Hong Kong’s demographic structure is unique. The arrival of vast numbers of new and younger immigrants in the post-war years coincided with the post-war baby boom to greatly expand Hong Kong’s young workforce in the 1960s. This was a major source of the rise of entrepreneurial activity in the 1970s. But the fertility rate of the baby boom generation then dropped precipitously and the median age of the adult working population increased over time, leading to the sag in entrepreneurial activity after the 1980s.
This can be seen in the shifting percentage shares of the population by age, divided into three groups: 20-34, 35-49, and 50-64 (see Figure 2). The share of young people rose in the 1960s and 1970s, but began to fall from the 1980s onwards. Projecting forward from 2016, the percentage shares of the three age groups and the median age of the working age population will all stabilize.
In the past decade, many young people in Hong Kong have felt that job and upward mobility opportunities are limited. Many others have been unwilling to take risks. Their pessimism and behavior is to a large extent a consequence of the evolution of Hong Kong’s post-war demographic age composition. But the future outlook is becoming less gloomy as the baby boom generation retires and the ageing of the workforce starts to end.
Another factor that has had a dampening effect on entrepreneurial activity is the extremely severe shortage of labor, especially of skilled and educated manpower, as the world and Asian economies expanded greatly from the 1980s. The number of male workers peaked around 1996 at slightly over 1.9 million and has remained essentially unchanged ever since. All the growth in the labor force has been due to women, whose numbers rose from 1.14 million in 1996 to 1.55 million in 2011 (not including imported domestic helpers). Many of the additional women that joined the work force were recent immigrants from China.

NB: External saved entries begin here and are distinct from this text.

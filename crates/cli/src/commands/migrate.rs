use crate::commands::{prepare, CommandResult};
use claimflow_db::{connect_with_config, migrations};

pub fn run() -> CommandResult {
    let (config, runtime) = match prepare("migrate") {
        Ok(prepared) => prepared,
        Err(failure) => return failure,
    };

    let result = runtime.block_on(async {
        let pool = connect_with_config(&config.database)
            .await
            .map_err(|error| ("db_connectivity", error.to_string(), 4u8))?;
        migrations::run_pending(&pool)
            .await
            .map_err(|error| ("migration", error.to_string(), 5u8))?;
        pool.close().await;
        Ok::<(), (&'static str, String, u8)>(())
    });

    match result {
        Ok(()) => CommandResult::success("migrate", "applied pending migrations"),
        Err((error_class, message, exit_code)) => {
            CommandResult::failure("migrate", error_class, message, exit_code)
        }
    }
}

The effect on the supply of young workers in the labor market has been dramatic. The number of young men aged 20-29 dropped by 66,900 in 1981-1991 and 56,100 in 1991-2001, and is projected to drop by 14,400 in 2001-2011, 55,400 in 2011-2021, 36,800 in 2021-2031; although their numbers are projected to increase by 34,200 in 2031-41, but will fall again by 57,100 in 2041-2051 and 33,700 in 2051-61. For men aged 30-39, their numbers dropped by 14,900 in 1991-2001 and 108,900 in 2001-2011; and is projected to rise by 8,100 in 2011-2021, fall again by 59,600 in 2021-2031, 11,100 in 2031-2041, rise again by 15,200 in 2041-2051, and fall again by 62,200 in 2051-61. (See Table 1.) The population of younger women did not decline by as much because there were far more incoming women migrants.
In a bid to hire workers, many expanding businesses have paid ever-higher wages to recruit the skilled and the educated. This has driven down the earnings gap between employees and employers over time so that it has become more attractive for young people to work as employees rather than assume risks in starting their own businesses.
With the benefit of hindsight, the tightness and ageing of our workforce is the primary reason why the young in Hong Kong have become less entrepreneurial (like Japan), even amidst the rapid expansion of economic opportunities across Asia and the world in the past three decades. Perhaps, the often-touted “can-do spirit” of Hong Kong reflects the favorable demographic composition of a young workforce in the 1960s and 1970s. If so, it can be reversed through an active policy to attract skilled and educated migrants and workers.
Slower economic growth, the rapid expansion of the retired population, and the ravages of a long economic recession have fed the demand for a larger social welfare state, which informs the only broad consensus in the political agenda of the pan-democratic political groups. In a sense, the political demand for universal retirement protection is a demand for parental support relief by the growing numbers of lower middle-income working individuals and families.